Tatiana hubiera querido poder reconfortar también a Alexander dejando que su hijo durmiera sobre su pecho.

Los gustos de los heridos se repartían entre Brenda, Tatiana y Vikki. Los italianos y los alemanes querían alegrarse la vista con Vikki pero preferían que los atendiera Tatiana. Y nadie quería a Brenda, que ni era atractiva ni hacía bien su trabajo de enfermera. Por la noche, cuando sus compañeras ya se habían marchado, Tatiana cogía a Anthony en brazos e intentaba reconfortar a los heridos.

A ella, lo que la reconfortaba era el ambiente limitado y confinado de Ellis. Podía vivir con el niño en su habitación de paredes pulcramente pintadas y sábanas limpias y podía hacer tres comidas al día en la cantina del hospital y ahorrarse la carne y la mantequilla del racionamiento. Podía amamantar a su hijo y sentir el consuelo que le proporcionaba el contacto de su cuerpecito y el aura de salud que envolvía al niño.

Una tarde de verano, Edward y Vikki la invitaron a sentarse en el comedor, le pusieron enfrente una taza de café e intentaron convencerla para que se mudara a Nueva York. Le dijeron que la ciudad bullía a pesar de la guerra, que podría asistir a un sinfín de fiestas y espectáculos nocturnos, comprarse ropa y zapatos y alquilar un estudio con cocina y quizás hasta un piso con un dormitorio para ella y otro para Anthony y quizá, quizá, quizá…

A miles de kilómetros estaba la guerra. A miles de kilómetros estaban el río Kama y los Urales, que todo lo habían visto y todo lo sabían. Y las galaxias. Las galaxias lo sabían todo. A medianoche, sus rayos entraban por la ventana de la habitación de Tatiana en la isla de Ellis y le susurraban: «No te rindas. Ya lloraremos nosotras. Tú vive». Los ecos del edificio hablaban con Tatiana, los pasillos tenían un aire familiar, las sábanas blancas, el olor a salitre, la espalda de la Estatua de la Libertad, la brisa nocturna, las luces de la ciudad de ensueño que palpitaba al otro lado de la bahía… Tatiana vivía ya en una isla de ensueño, y lo que necesitaba no podía encontrarlo en Nueva York.

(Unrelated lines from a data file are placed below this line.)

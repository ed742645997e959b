// Copyright 2025 the Understory Authors
// SPDX-License-Identifier: Apache-2.0 OR MIT

//! A cursor mounted on a live document.
//!
//! [`Mounted`] owns every global listener and the mutation observer. Per-element
//! listeners live in the shared [`HoverRegistry`] and hold only weak references back to
//! the shared state, as does the render loop, so dropping [`Mounted`] tears everything
//! down.

use std::cell::{Cell, RefCell};
use std::rc::{Rc, Weak};

use gloo::events::{EventListener, EventListenerOptions, EventListenerPhase};
use gloo::render::{AnimationFrame, request_animation_frame};
use js_sys::Array;
use kurbo::Point;
use understory_cursor::{
    CursorClasses, CursorConfig, CursorTracker, GeometryWrite, HoverOutcome, HoverRegistry,
    Transition,
};
use wasm_bindgen::prelude::*;
use web_sys::{
    Document, Element, Event, HtmlElement, MouseEvent, MutationObserver, MutationObserverInit,
    Window,
};

use crate::dom::{self, DomHost, ElementIds, ElementRef};

/// Listener pair attached to one interactive element.
///
/// Dropping it detaches both listeners and gives the element back the inline cursor it
/// had before registration.
struct Registration {
    element: HtmlElement,
    previous_cursor: String,
    _enter: EventListener,
    _leave: EventListener,
}

impl Registration {
    fn attach(shared: &Rc<Shared>, target: &ElementRef) -> Self {
        let element = target.element().clone();
        let previous_cursor = dom::hide_native_cursor(&element);

        let weak = Rc::downgrade(shared);
        let entered = target.clone();
        let enter = EventListener::new(&element, "mouseenter", move |_event: &Event| {
            if let Some(shared) = weak.upgrade() {
                shared.on_enter(entered.clone());
            }
        });

        let weak = Rc::downgrade(shared);
        let left = target.clone();
        let leave = EventListener::new(&element, "mouseleave", move |event: &Event| {
            if let Some(shared) = weak.upgrade() {
                shared.on_leave(left.clone(), event);
            }
        });

        Self {
            element,
            previous_cursor,
            _enter: enter,
            _leave: leave,
        }
    }
}

impl Drop for Registration {
    fn drop(&mut self) {
        dom::restore_native_cursor(&self.element, &self.previous_cursor);
    }
}

/// State shared between the mounted handle and its callbacks.
struct Shared {
    document: Document,
    body: HtmlElement,
    host: DomHost,
    ids: ElementIds,
    proxy_id: String,
    proxy: RefCell<Option<HtmlElement>>,
    tracker: RefCell<CursorTracker<ElementRef>>,
    registry: RefCell<HoverRegistry<ElementRef, Registration>>,
    classes: Cell<Option<CursorClasses>>,
    frame: RefCell<Option<AnimationFrame>>,
    restore_transition: RefCell<Option<AnimationFrame>>,
}

impl Shared {
    fn config(&self) -> CursorConfig {
        self.tracker.borrow().config().clone()
    }

    /// The proxy element, looked up by id until it exists.
    fn proxy(&self) -> Option<HtmlElement> {
        if let Some(proxy) = self.proxy.borrow().as_ref() {
            if proxy.is_connected() {
                return Some(proxy.clone());
            }
        }
        let found = self
            .document
            .get_element_by_id(&self.proxy_id)
            .and_then(|element| element.dyn_into::<HtmlElement>().ok());
        if found.is_some() {
            // A new proxy has none of our classes yet.
            self.classes.set(None);
        }
        self.proxy.replace(found.clone());
        found
    }

    fn schedule_frame(shared: &Rc<Self>) {
        let weak = Rc::downgrade(shared);
        let handle = request_animation_frame(move |_| {
            let Some(shared) = weak.upgrade() else {
                return;
            };
            shared.render();
            Self::schedule_frame(&shared);
        });
        *shared.frame.borrow_mut() = Some(handle);
    }

    fn render(&self) {
        let Some(proxy) = self.proxy() else {
            return;
        };
        self.sync_classes(&proxy);
        if let Some(geometry) = self.tracker.borrow().frame(&self.host) {
            dom::apply_geometry(&proxy, &geometry);
        }
    }

    fn sync_classes(&self, proxy: &HtmlElement) {
        let tracker = self.tracker.borrow();
        let classes = tracker.classes();
        if self.classes.get() == Some(classes) {
            return;
        }
        proxy.set_class_name(&classes.to_class_string(&tracker.config().class_names));
        self.classes.set(Some(classes));
    }

    fn apply(&self, write: Option<GeometryWrite>) {
        let Some(proxy) = self.proxy() else {
            return;
        };
        if let Some(write) = write {
            match write.transition {
                Transition::Animated => dom::apply_geometry(&proxy, &write.geometry),
                Transition::Suppressed => {
                    let restore = dom::apply_geometry_instantly(&proxy, &write.geometry);
                    *self.restore_transition.borrow_mut() = Some(restore);
                }
            }
        }
        self.sync_classes(&proxy);
    }

    fn refresh_registrations(self: &Rc<Self>) {
        let selector = self.config().interactive_selector;
        let matched: Vec<ElementRef> = dom::select_all(&self.document, &selector)
            .into_iter()
            .map(|element| self.ids.identify(element))
            .collect();
        let report = self
            .registry
            .borrow_mut()
            .sync(matched, |target| Registration::attach(self, target));
        if report.is_unchanged() {
            return;
        }
        log::debug!(
            "cursor registry: {} attached, {} released",
            report.attached,
            report.released.len()
        );
        let write = {
            let mut tracker = self.tracker.borrow_mut();
            report
                .released
                .iter()
                .find_map(|element| tracker.release(element))
        };
        if write.is_some() {
            self.apply(write);
        }
    }

    fn on_enter(&self, target: ElementRef) {
        let outcome = self.tracker.borrow_mut().on_enter(&self.host, target);
        if let HoverOutcome::Entered { target } = outcome {
            let config = self.config();
            dom::shake(
                target.element(),
                &config.text_selector,
                &config.enter_shake,
                false,
            );
        }
        self.apply(None);
    }

    fn on_leave(&self, left: ElementRef, event: &Event) {
        let config = self.config();
        let related = event
            .dyn_ref::<MouseEvent>()
            .and_then(MouseEvent::related_target)
            .and_then(|target| target.dyn_into::<Element>().ok())
            .and_then(|element| dom::closest(&element, &config.interactive_selector))
            .map(|element| self.ids.identify(element));
        let outcome = self
            .tracker
            .borrow_mut()
            .on_leave(&self.host, left, related);
        match outcome {
            HoverOutcome::Detached { from, write } => {
                self.apply(Some(write));
                dom::shake(
                    from.element(),
                    &config.text_selector,
                    &config.leave_shake,
                    true,
                );
            }
            HoverOutcome::HandedOff { .. } | HoverOutcome::Entered { .. } => self.apply(None),
        }
    }
}

/// A cursor installed on the page. Dropping it unmounts.
pub(crate) struct Mounted {
    shared: Rc<Shared>,
    created_proxy: Option<HtmlElement>,
    listeners: Vec<EventListener>,
    observer: MutationObserver,
    _on_mutation: Closure<dyn FnMut(Array, MutationObserver)>,
}

impl core::fmt::Debug for Mounted {
    fn fmt(&self, f: &mut core::fmt::Formatter<'_>) -> core::fmt::Result {
        f.debug_struct("Mounted")
            .field("proxy_id", &self.shared.proxy_id)
            .field("listeners", &self.listeners.len())
            .finish_non_exhaustive()
    }
}

impl Mounted {
    /// Install the cursor on `window`'s document.
    ///
    /// The proxy is the element with id `proxy_id`; one is created on `body` if none
    /// exists yet.
    pub(crate) fn install(
        window: Window,
        proxy_id: &str,
        config: CursorConfig,
    ) -> Result<Self, JsValue> {
        let document = window.document().ok_or("No document")?;
        let body = document.body().ok_or("No body")?;

        let created_proxy = if document.get_element_by_id(proxy_id).is_none() {
            let proxy = document.create_element("div")?;
            proxy.set_id(proxy_id);
            body.append_child(&proxy)?;
            Some(proxy.dyn_into::<HtmlElement>()?)
        } else {
            None
        };

        let shared = Rc::new(Shared {
            document: document.clone(),
            body: body.clone(),
            host: DomHost::new(window.clone()),
            ids: ElementIds::new(),
            proxy_id: proxy_id.to_owned(),
            proxy: RefCell::new(None),
            tracker: RefCell::new(CursorTracker::with_config(config)),
            registry: RefCell::new(HoverRegistry::new()),
            classes: Cell::new(None),
            frame: RefCell::new(None),
            restore_transition: RefCell::new(None),
        });

        dom::hide_native_cursor(&body);
        shared.refresh_registrations();

        let weak: Weak<Shared> = Rc::downgrade(&shared);
        let on_mutation = Closure::<dyn FnMut(Array, MutationObserver)>::new(
            move |_records: Array, _observer: MutationObserver| {
                if let Some(shared) = weak.upgrade() {
                    shared.refresh_registrations();
                }
            },
        );
        let observer = MutationObserver::new(on_mutation.as_ref().unchecked_ref())?;
        let init = MutationObserverInit::new();
        init.set_child_list(true);
        init.set_subtree(true);
        observer.observe_with_options(&body, &init)?;

        let listeners = install_listeners(&shared, &window, &document);
        Shared::schedule_frame(&shared);
        log::debug!(
            "cursor mounted on #{proxy_id} with {} interactive elements",
            shared.registry.borrow().len()
        );

        Ok(Self {
            shared,
            created_proxy,
            listeners,
            observer,
            _on_mutation: on_mutation,
        })
    }
}

impl Drop for Mounted {
    fn drop(&mut self) {
        self.listeners.clear();
        self.observer.disconnect();
        self.shared.frame.borrow_mut().take();
        self.shared.restore_transition.borrow_mut().take();
        self.shared.registry.borrow_mut().clear();
        self.shared.tracker.borrow_mut().reset();
        let _ = self.shared.body.style().set_property("cursor", "auto");
        if let Some(proxy) = self.created_proxy.take() {
            proxy.remove();
        } else if let Some(proxy) = self.shared.proxy() {
            dom::clear_proxy(&proxy);
        }
        log::debug!("cursor unmounted from #{}", self.shared.proxy_id);
    }
}

fn pointer_of(event: &Event) -> Option<Point> {
    let event = event.dyn_ref::<MouseEvent>()?;
    Some(Point::new(
        f64::from(event.client_x()),
        f64::from(event.client_y()),
    ))
}

fn install_listeners(
    shared: &Rc<Shared>,
    window: &Window,
    document: &Document,
) -> Vec<EventListener> {
    let mut listeners = Vec::new();

    let view = Rc::clone(shared);
    listeners.push(EventListener::new(window, "mousemove", move |event: &Event| {
        let Some(point) = pointer_of(event) else {
            return;
        };
        let write = view.tracker.borrow_mut().on_pointer_move(point);
        view.apply(write);
    }));

    let view = Rc::clone(shared);
    listeners.push(EventListener::new_with_options(
        window,
        "scroll",
        EventListenerOptions {
            phase: EventListenerPhase::Bubble,
            passive: true,
        },
        move |_event: &Event| {
            let write = view.tracker.borrow_mut().on_scroll();
            if write.is_some() {
                view.apply(write);
            }
        },
    ));

    let view = Rc::clone(shared);
    listeners.push(EventListener::new(document, "mouseleave", move |_event: &Event| {
        view.tracker.borrow_mut().on_document_leave();
        view.apply(None);
    }));

    let view = Rc::clone(shared);
    listeners.push(EventListener::new(document, "mouseenter", move |_event: &Event| {
        view.tracker.borrow_mut().on_document_enter();
        view.apply(None);
    }));

    let view = Rc::clone(shared);
    listeners.push(EventListener::new(document, "mousedown", move |_event: &Event| {
        let write = view.tracker.borrow_mut().on_pointer_down();
        view.apply(write);
    }));

    let view = Rc::clone(shared);
    listeners.push(EventListener::new(document, "mouseup", move |_event: &Event| {
        let write = view.tracker.borrow_mut().on_pointer_up();
        view.apply(write);
    }));

    listeners
}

El fuego se ha apagado. Ya ha oscurecido y ellos siguen en el claro, sentados sobre la manta. Alexander separa las piernas y Tatiana se acomoda entre ellas, apoyando la espalda en el pecho de él. Los brazos de Alexander la envuelven. Los dos alzan los ojos hacia el cielo, en silencio.

—Tania —susurra Alexander, y le da un beso en lo alto de la cabeza—, ¿ves las estrellas?

—Claro.

—¿Quieres que hagamos el amor aquí mismo? Apartemos la manta y hagamos el amor para que nos vean las estrellas… así nunca nos olvidarán.

—Shura… —La voz de Tatiana es dulce y triste—. Ya nos han visto, ya lo saben. ¿Ves esa constelación de la derecha? ¿Ves las estrellas de abajo, que dibujan una sonrisa? Nos están sonriendo… —Hace una pausa—. La he visto a menudo mirándote desde arriba.

—Sí —concede Alexander, y la abraza más fuerte y ciñe la manta alrededor de su cuerpo—. Creo que es la constelación de Perseo, el héroe griego…

—Ya sé quién es Perseo… —Tatiana asiente con un gesto—. Cuando era pequeña, vivía sumergida en la mitología griega. —Se acurruca contra él—. Me gusta que Perseo nos sonría mientras me haces el amor.

—¿Sabías que en la constelación de Perseo, las estrellas amarillas son las que se aproximan a la implosión y las azules, que son las más grandes y brillantes…?

—Y que se llaman «novas…».

—Si… ¿sabías que ésas se van volviendo cada vez más luminosas, hasta que explotan y se apagan? Mira cuántas estrellas azules hay alrededor de la sonrisa, Tatia.

—Las veo.

—¿Oyes el viento estelar?

—Oigo un rumor.

—¿Oyes el susurro del viento que sopla desde el firmamento, ese susurro que viene de la antigüedad y viaja hacia la eternidad…?

—¿Qué es lo que susurra?

—Tatiana… Tatiana… Ta… tiana…

—Calla, por favor.

—No lo olvides. Dondequiera que estés, si puedes mirar al cielo y ver la constelación de Perseo, si ves su sonrisa y oyes cómo el viento estelar susurra tu nombre, sabrás que te estoy llamando para que vuelvas a Lazarevo.

—No tendrás que llamarme, soldado —dice Tatiana, apoyando la cara en el brazo de Alexander—. Nunca me iré de aquí.